Task to complete: Once the line containing "pub fn spawn(&self, kind: EntityKind, pos: Vec2)" is found in the entries below, reproduce it and every line after it, stopping at and including the line containing "pub struct GameState"; reproduce nothing else, and keep each line exact.

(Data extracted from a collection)
<<<<

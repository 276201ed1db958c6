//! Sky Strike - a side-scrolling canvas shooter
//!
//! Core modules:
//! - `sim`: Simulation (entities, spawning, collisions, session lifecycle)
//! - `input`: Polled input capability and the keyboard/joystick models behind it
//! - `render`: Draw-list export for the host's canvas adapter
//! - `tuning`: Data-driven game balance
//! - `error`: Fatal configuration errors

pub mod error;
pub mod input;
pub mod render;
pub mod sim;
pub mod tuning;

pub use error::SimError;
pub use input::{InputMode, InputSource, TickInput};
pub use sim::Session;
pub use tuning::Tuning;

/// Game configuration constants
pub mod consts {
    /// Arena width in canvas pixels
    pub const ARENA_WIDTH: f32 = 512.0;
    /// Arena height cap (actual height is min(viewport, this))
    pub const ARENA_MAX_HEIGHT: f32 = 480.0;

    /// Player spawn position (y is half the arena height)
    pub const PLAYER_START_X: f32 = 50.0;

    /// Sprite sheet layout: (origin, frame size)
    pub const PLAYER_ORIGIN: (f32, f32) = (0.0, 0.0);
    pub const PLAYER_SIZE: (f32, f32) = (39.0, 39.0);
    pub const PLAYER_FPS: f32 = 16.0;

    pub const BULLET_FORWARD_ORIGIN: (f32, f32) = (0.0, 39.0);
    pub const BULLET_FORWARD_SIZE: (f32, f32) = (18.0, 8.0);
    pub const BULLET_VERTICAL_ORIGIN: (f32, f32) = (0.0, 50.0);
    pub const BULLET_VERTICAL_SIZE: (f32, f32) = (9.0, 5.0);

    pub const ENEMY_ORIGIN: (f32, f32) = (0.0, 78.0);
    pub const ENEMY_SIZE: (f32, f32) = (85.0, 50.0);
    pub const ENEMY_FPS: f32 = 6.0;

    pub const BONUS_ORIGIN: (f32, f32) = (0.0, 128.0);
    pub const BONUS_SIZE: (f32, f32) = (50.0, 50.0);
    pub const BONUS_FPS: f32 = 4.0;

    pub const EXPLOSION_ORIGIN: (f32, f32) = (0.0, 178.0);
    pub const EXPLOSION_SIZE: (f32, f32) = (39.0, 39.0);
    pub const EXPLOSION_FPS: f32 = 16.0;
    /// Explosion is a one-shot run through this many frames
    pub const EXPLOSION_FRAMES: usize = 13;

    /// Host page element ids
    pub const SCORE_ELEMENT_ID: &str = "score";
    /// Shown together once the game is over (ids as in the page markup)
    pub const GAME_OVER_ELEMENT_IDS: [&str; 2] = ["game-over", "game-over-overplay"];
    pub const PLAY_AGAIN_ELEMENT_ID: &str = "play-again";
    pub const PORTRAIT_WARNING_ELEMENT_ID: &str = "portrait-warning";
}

>>>>
<<<<

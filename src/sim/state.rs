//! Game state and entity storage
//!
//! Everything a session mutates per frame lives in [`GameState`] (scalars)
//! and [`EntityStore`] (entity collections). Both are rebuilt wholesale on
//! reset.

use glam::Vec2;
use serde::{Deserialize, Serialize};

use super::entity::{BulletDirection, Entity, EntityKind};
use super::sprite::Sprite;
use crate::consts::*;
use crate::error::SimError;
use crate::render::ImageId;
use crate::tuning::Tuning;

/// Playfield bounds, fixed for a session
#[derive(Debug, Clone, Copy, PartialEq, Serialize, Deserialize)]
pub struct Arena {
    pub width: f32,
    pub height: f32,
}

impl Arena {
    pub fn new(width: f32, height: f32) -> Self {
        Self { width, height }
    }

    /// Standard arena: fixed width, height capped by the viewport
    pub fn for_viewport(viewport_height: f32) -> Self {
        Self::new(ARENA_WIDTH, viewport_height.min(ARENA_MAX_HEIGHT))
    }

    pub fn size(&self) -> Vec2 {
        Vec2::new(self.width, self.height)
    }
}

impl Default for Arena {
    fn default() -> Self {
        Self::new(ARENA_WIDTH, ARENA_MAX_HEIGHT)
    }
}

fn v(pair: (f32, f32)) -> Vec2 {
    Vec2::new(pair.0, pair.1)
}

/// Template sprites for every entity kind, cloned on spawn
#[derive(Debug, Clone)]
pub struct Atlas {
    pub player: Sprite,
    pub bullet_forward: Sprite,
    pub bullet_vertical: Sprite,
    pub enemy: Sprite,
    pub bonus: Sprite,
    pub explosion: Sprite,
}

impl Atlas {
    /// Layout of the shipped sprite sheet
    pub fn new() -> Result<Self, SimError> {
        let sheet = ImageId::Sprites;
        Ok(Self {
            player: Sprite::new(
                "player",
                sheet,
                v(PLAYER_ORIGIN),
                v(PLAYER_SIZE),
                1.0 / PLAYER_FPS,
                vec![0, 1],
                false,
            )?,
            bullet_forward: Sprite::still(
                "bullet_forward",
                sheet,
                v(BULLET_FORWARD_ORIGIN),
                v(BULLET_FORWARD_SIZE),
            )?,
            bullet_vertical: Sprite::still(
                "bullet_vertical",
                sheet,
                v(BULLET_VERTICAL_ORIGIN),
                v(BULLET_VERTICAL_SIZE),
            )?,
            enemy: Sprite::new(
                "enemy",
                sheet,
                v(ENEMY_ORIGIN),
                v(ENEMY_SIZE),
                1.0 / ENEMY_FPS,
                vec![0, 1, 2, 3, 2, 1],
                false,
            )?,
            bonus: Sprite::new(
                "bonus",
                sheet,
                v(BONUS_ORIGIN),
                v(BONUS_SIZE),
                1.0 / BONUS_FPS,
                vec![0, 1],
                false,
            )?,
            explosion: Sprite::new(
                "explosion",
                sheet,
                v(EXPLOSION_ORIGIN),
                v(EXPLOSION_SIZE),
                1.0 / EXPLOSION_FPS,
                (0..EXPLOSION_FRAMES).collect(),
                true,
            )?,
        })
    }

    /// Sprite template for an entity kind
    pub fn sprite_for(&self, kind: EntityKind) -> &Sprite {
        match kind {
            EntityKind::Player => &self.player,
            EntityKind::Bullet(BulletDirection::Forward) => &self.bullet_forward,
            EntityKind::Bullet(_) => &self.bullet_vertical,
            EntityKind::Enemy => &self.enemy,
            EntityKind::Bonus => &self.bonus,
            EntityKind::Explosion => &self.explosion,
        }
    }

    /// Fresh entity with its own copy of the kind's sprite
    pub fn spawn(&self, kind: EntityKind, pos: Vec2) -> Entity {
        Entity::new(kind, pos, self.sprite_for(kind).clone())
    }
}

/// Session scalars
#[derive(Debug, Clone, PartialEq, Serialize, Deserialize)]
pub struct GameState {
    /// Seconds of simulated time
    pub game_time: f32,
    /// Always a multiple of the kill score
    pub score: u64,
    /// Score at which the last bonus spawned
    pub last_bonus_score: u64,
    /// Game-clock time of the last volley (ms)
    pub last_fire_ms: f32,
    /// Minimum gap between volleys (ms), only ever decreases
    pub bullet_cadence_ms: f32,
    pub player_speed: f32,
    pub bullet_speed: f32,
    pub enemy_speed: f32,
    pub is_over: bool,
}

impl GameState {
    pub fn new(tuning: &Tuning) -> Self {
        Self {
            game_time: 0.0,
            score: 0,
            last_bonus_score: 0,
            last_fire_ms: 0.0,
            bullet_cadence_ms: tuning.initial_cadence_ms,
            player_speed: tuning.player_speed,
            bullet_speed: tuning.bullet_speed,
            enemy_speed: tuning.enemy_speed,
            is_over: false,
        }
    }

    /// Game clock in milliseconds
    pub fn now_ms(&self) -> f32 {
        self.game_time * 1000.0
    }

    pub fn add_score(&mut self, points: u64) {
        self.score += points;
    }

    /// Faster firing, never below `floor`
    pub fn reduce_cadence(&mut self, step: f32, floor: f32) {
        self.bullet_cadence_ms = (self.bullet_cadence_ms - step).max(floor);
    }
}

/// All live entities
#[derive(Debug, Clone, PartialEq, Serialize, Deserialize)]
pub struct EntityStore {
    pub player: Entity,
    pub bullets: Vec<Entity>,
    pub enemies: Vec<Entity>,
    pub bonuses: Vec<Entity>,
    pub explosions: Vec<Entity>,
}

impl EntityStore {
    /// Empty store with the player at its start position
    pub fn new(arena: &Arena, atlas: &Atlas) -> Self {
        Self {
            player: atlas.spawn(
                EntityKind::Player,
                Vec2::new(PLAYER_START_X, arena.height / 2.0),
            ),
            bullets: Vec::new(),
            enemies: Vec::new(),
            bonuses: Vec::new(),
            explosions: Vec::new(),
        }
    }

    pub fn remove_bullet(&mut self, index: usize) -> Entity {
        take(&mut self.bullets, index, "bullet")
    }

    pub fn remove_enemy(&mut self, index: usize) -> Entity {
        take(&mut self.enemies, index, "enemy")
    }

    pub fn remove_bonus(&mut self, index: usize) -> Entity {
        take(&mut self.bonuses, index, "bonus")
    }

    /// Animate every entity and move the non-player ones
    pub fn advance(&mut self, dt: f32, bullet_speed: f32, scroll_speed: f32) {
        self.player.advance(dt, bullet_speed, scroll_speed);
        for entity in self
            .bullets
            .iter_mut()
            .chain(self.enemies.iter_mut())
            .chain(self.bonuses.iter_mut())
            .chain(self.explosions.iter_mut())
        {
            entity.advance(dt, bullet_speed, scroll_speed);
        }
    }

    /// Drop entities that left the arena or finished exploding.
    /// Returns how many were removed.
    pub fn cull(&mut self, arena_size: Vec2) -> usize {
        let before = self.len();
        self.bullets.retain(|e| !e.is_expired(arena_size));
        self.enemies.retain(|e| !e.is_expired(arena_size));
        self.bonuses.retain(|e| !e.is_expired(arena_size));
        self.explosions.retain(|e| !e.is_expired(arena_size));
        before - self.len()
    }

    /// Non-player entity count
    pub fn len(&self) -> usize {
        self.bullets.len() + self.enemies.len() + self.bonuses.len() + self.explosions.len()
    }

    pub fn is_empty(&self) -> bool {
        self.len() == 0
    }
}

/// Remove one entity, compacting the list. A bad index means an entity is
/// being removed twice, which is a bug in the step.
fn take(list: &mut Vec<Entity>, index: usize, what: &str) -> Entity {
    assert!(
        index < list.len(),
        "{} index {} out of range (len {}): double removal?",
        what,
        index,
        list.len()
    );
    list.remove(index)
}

>>>>

Written answer:
    pub fn spawn(&self, kind: EntityKind, pos: Vec2) -> Entity {
        Entity::new(kind, pos, self.sprite_for(kind).clone())
    }
}

/// Session scalars
#[derive(Debug, Clone, PartialEq, Serialize, Deserialize)]
pub struct GameState {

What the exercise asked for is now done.